2020 Could Be a Lose-Lose Situation for Indians Outfielder Bradley Zimmer

Casey Drottar

Earlier this year, I noted how 2020 served as a make or break season for Cleveland Indians outfielder Bradley Zimmer.

Injuries have hampered the development of Cleveland’s 2014 first-round pick, as Zimmer has only made brief appearances with the team over the past two seasons. He entered spring training hoping to stand out among the Indians’ hoard of outfielders, a tricky task considering how much rust he’s collected rehabbing from 2018 shoulder surgery.

Zimmer needs everyday at-bats in the majors, and needed to earn these despite having the deck stacked against him in February.

Looking back, it’s jarring how much Zimmer’s situation has changed since then. Thanks to circumstances outside his control, the hand he’s been dealt has gotten considerably worse.

Basically, whether there’s a season or not in 2020, Zimmer appears to be stuck in a lose-lose situation.

No explanation is required for why this year would be difficult for him if MLB cancels the 2020 campaign. Zimmer’s need for playing time combined with a lack of actual baseball is a pretty cut and dry scenario.

That said, even if there is a season this summer, Zimmer’s predicament doesn’t get any less complicated.

For one, Cleveland aimed to have him start the year in the minors, optioning him down to Triple-A Columbus back in March. It wasn’t ideal, but it would at least result in Zimmer getting consistent playing time.

Now, MLB is preparing for life without the minors this summer, essentially eliminating Zimmer’s best opportunity to hit the field on a daily basis.

It’s likely the proposed roster expansion for big league clubs helps his cause. It wouldn’t be surprising if Zimmer lands on Cleveland’s 30-man team, and, if not, he’d surely be a part of the 20-man taxi squad of injury reserves.

Yet, is having a start or two a week, along with various pinch-running opportunities or in-game defensive subs, something Zimmer would see as ideal?

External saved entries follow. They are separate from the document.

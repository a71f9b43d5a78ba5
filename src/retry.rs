// Copyright (c) 2025, The Ruskit Authors
// MIT License
// All rights reserved.

//! # Retry Decision Engine
//!
//! Decides what happens to a delivery after domain processing: acknowledge it,
//! reject it into the delayed-retry loop, or escalate it to the dead-letter
//! exchange.
//!
//! The number of attempts already made is never stored by the application.
//! It is read from the `x-death` header the broker maintains each time it
//! dead-letters the message, so a restarted consumer sees exactly the same
//! count as the one that crashed.

use lapin::types::{AMQPValue, FieldTable};

/// Header the broker appends to a message each time it is dead-lettered
pub const AMQP_HEADERS_X_DEATH: &str = "x-death";
/// Number of times the message was dead-lettered for one `(queue, reason)` pair
pub const AMQP_HEADERS_COUNT: &str = "count";
/// Queue the message was dead-lettered from
pub const AMQP_HEADERS_QUEUE: &str = "queue";
/// Why the message was dead-lettered (`rejected`, `expired`, `maxlen`, ...)
pub const AMQP_HEADERS_REASON: &str = "reason";
/// Reason recorded for a `basic.nack`/`basic.reject` with `requeue=false`
pub const X_DEATH_REASON_REJECTED: &str = "rejected";

/// Retries allowed before a failing message is escalated.
pub const MAX_RETRIES: u32 = 3;

/// What to do with a delivery once its handler has run.
#[derive(Debug, Clone, Copy, PartialEq, Eq)]
pub enum Verdict {
    /// Processing succeeded: acknowledge and drop the message.
    Ack,
    /// Processing failed with retries left: reject without requeue so the
    /// broker routes it through the delay queue. `attempt` is the 1-based
    /// retry about to be scheduled.
    Retry { attempt: u32, max: u32 },
    /// Processing failed and the retry budget is spent: publish to the
    /// dead-letter exchange, then acknowledge.
    DeadLetter { attempts: u32 },
}

/// Bounded retry policy.
#[derive(Debug, Clone, Copy, PartialEq, Eq)]
pub struct RetryPolicy {
    max_retries: u32,
}

impl Default for RetryPolicy {
    fn default() -> Self {
        RetryPolicy {
            max_retries: MAX_RETRIES,
        }
    }
}

impl RetryPolicy {
    pub fn new(max_retries: u32) -> Self {
        RetryPolicy { max_retries }
    }

    pub fn max_retries(&self) -> u32 {
        self.max_retries
    }

    /// Maps a processing outcome and the attempts already recorded for the
    /// message to a verdict.
    ///
    /// With the default budget of 3 the fourth delivery, the one that arrives
    /// with 3 recorded retries, is escalated.
    pub fn decide<E>(&self, outcome: &Result<(), E>, attempts: u32) -> Verdict {
        match outcome {
            Ok(()) => Verdict::Ack,
            Err(_) if attempts >= self.max_retries => Verdict::DeadLetter { attempts },
            Err(_) => Verdict::Retry {
                attempt: attempts.saturating_add(1),
                max: self.max_retries,
            },
        }
    }
}

/// Number of retries already recorded for a message consumed from `queue`.
///
/// Sums the `count` of every `x-death` entry recording a rejection from
/// `queue`. The broker folds repeated deaths for the same queue and reason
/// into one entry, so counting entries alone would undercount. Entries that
/// do not name a queue or reason are counted, and entries without `count`
/// weigh 1. Missing or malformed headers mean a first delivery.
pub fn attempt_count(headers: Option<&FieldTable>, queue: &str) -> u32 {
    let Some(deaths) = headers
        .and_then(|h| h.inner().get(AMQP_HEADERS_X_DEATH))
        .and_then(AMQPValue::as_array)
    else {
        return 0;
    };

    deaths
        .as_slice()
        .iter()
        .filter_map(AMQPValue::as_field_table)
        .filter(|entry| is_rejection_from(entry, queue))
        .map(death_count)
        .fold(0u32, u32::saturating_add)
}

fn is_rejection_from(entry: &FieldTable, queue: &str) -> bool {
    let matches = |key: &str, expected: &str| match entry.inner().get(key) {
        Some(value) => text(value).is_some_and(|v| v == expected),
        None => true,
    };

    matches(AMQP_HEADERS_QUEUE, queue) && matches(AMQP_HEADERS_REASON, X_DEATH_REASON_REJECTED)
}

fn death_count(entry: &FieldTable) -> u32 {
    let count = match entry.inner().get(AMQP_HEADERS_COUNT) {
        Some(AMQPValue::LongLongInt(v)) => *v,
        Some(AMQPValue::LongInt(v)) => i64::from(*v),
        Some(AMQPValue::ShortInt(v)) => i64::from(*v),
        Some(AMQPValue::LongUInt(v)) => i64::from(*v),
        Some(AMQPValue::ShortUInt(v)) => i64::from(*v),
        _ => 1,
    };

    u32::try_from(count.max(0)).unwrap_or(u32::MAX)
}

fn text(value: &AMQPValue) -> Option<String> {
    match value {
        AMQPValue::LongString(v) => Some(String::from_utf8_lossy(v.as_bytes()).into_owned()),
        AMQPValue::ShortString(v) => Some(v.as_str().to_owned()),
        _ => None,
    }
}
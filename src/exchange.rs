// Copyright (c) 2025, The Ruskit Authors
// MIT License
// All rights reserved.

//! # Exchange Definitions
//!
//! Builder types describing the exchanges a topology declares. Definitions are
//! plain data; declaring them against a broker is the job of `topology`.

use lapin::types::{AMQPValue, FieldTable, ShortString};
use std::collections::BTreeMap;

/// Represents the types of exchanges available in RabbitMQ.
///
/// - Direct: exact match on the routing key
/// - Fanout: every bound queue, routing key ignored
/// - Topic: pattern match on dot-separated routing keys (`*` one word, `#` zero or more)
/// - Headers: match on header values instead of the routing key
#[derive(Debug, Clone, Copy, Default, PartialEq, Eq)]
pub enum ExchangeKind {
    #[default]
    Direct,
    Fanout,
    Topic,
    Headers,
}

impl From<ExchangeKind> for lapin::ExchangeKind {
    fn from(kind: ExchangeKind) -> Self {
        match kind {
            ExchangeKind::Direct => lapin::ExchangeKind::Direct,
            ExchangeKind::Fanout => lapin::ExchangeKind::Fanout,
            ExchangeKind::Headers => lapin::ExchangeKind::Headers,
            ExchangeKind::Topic => lapin::ExchangeKind::Topic,
        }
    }
}

/// Definition of a RabbitMQ exchange with its declaration parameters.
#[derive(Debug, Clone, PartialEq)]
pub struct ExchangeDefinition {
    pub(crate) name: String,
    pub(crate) kind: ExchangeKind,
    pub(crate) delete: bool,
    pub(crate) durable: bool,
    pub(crate) passive: bool,
    pub(crate) internal: bool,
    pub(crate) params: BTreeMap<ShortString, AMQPValue>,
}

impl ExchangeDefinition {
    /// Creates a non-durable direct exchange definition with the given name.
    pub fn new(name: &str) -> ExchangeDefinition {
        ExchangeDefinition {
            name: name.to_owned(),
            kind: ExchangeKind::Direct,
            delete: false,
            durable: false,
            passive: false,
            internal: false,
            params: BTreeMap::default(),
        }
    }

    pub fn kind(mut self, kind: ExchangeKind) -> Self {
        self.kind = kind;
        self
    }

    pub fn direct(self) -> Self {
        self.kind(ExchangeKind::Direct)
    }

    pub fn fanout(self) -> Self {
        self.kind(ExchangeKind::Fanout)
    }

    pub fn topic(self) -> Self {
        self.kind(ExchangeKind::Topic)
    }

    /// Adds a single declaration argument to the exchange.
    pub fn param(mut self, key: ShortString, value: AMQPValue) -> Self {
        self.params.insert(key, value);
        self
    }

    /// Sets the exchange to auto-delete when the last binding is removed.
    pub fn delete(mut self) -> Self {
        self.delete = true;
        self
    }

    /// Makes the exchange durable, persisting across broker restarts.
    pub fn durable(mut self) -> Self {
        self.durable = true;
        self
    }

    /// Makes the declaration passive: only check that the exchange exists.
    pub fn passive(mut self) -> Self {
        self.passive = true;
        self
    }

    /// Makes the exchange internal, preventing direct publishing.
    pub fn internal(mut self) -> Self {
        self.internal = true;
        self
    }

    pub fn name(&self) -> &str {
        &self.name
    }

    pub fn exchange_kind(&self) -> ExchangeKind {
        self.kind
    }

    pub fn is_durable(&self) -> bool {
        self.durable
    }

    pub fn is_auto_delete(&self) -> bool {
        self.delete
    }

    pub fn arguments(&self) -> FieldTable {
        FieldTable::from(self.params.clone())
    }
}
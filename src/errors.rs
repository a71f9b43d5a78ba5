// Copyright (c) 2025, The Ruskit Authors
// MIT License
// All rights reserved.

//! # Error Types
//!
//! `AmqpError` covers everything that can go wrong while talking to the broker:
//! connecting, provisioning the topology, publishing and settling deliveries.
//! These are transport or configuration failures and are fatal to the running
//! process. `HandlerError` is the recoverable kind: a failure raised by domain
//! processing, which feeds the retry state machine instead of stopping it.

use thiserror::Error;

/// Represents errors that can occur during AMQP/RabbitMQ operations.
#[derive(Error, Debug, PartialEq, Eq)]
pub enum AmqpError {
    /// Internal errors that don't fit into other categories
    #[error("internal error")]
    InternalError,

    /// Configuration could not be loaded or deserialized
    #[error("failure to load configuration `{0}`")]
    ConfigError(String),

    /// Error establishing a connection to the RabbitMQ server
    #[error("failure to connect")]
    ConnectionError,

    /// Error creating a channel from an established connection
    #[error("failure to create a channel")]
    ChannelError,

    /// Error declaring an exchange, usually a conflict with an existing declaration
    #[error("failure to declare an exchange `{0}`")]
    DeclareExchangeError(String),

    /// Error declaring a queue, usually a conflict with an existing declaration
    #[error("failure to declare a queue `{0}`")]
    DeclareQueueError(String),

    /// Error binding an exchange to a queue
    #[error("failure to binding exchange `{0}` to queue `{1}`")]
    BindingExchangeToQueueError(String, String),

    /// Error publishing a message
    #[error("failure to publish")]
    PublishingError,

    /// Error acknowledging a message
    #[error("failure to ack message")]
    AckMessageError,

    /// Error negative-acknowledging a message
    #[error("failure to nack message")]
    NackMessageError,

    /// Error publishing a message to the dead-letter exchange
    #[error("failure to publish to dlq")]
    PublishingToDLQError,

    /// Error configuring Quality of Service parameters
    #[error("failure to configure qos `{0}`")]
    QoSDeclarationError(String),

    /// Error registering a consumer on a queue
    #[error("consumer declaration error `{0}`")]
    ConsumerDeclarationError(String),

    /// Error receiving a delivery from the consumer stream
    #[error("failure to consume message `{0}`")]
    ConsumerError(String),
}

impl From<config::ConfigError> for AmqpError {
    fn from(err: config::ConfigError) -> Self {
        AmqpError::ConfigError(err.to_string())
    }
}

/// Failure raised by domain processing of a message.
///
/// Every failure is retried the same way, so this carries only a description.
#[derive(Error, Debug, Clone, PartialEq, Eq)]
#[error("{0}")]
pub struct HandlerError(pub String);

impl HandlerError {
    pub fn new(msg: impl Into<String>) -> Self {
        HandlerError(msg.into())
    }
}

Simply put, the biggest concern with Zimmer is that the team wants him getting frequent at-bats, and there’s no conceivable situation in which he receives these in the months ahead.

At 27 years of age, Zimmer only has 460 career plate appearances with the Indians. It’s hardly enough to get a true gauge on whether he can live up to his draft status.

Making matters worse, 72% of these occurred in 2017. Zimmer has logged just 128 since, appearing in a combined 43 games across the past two seasons.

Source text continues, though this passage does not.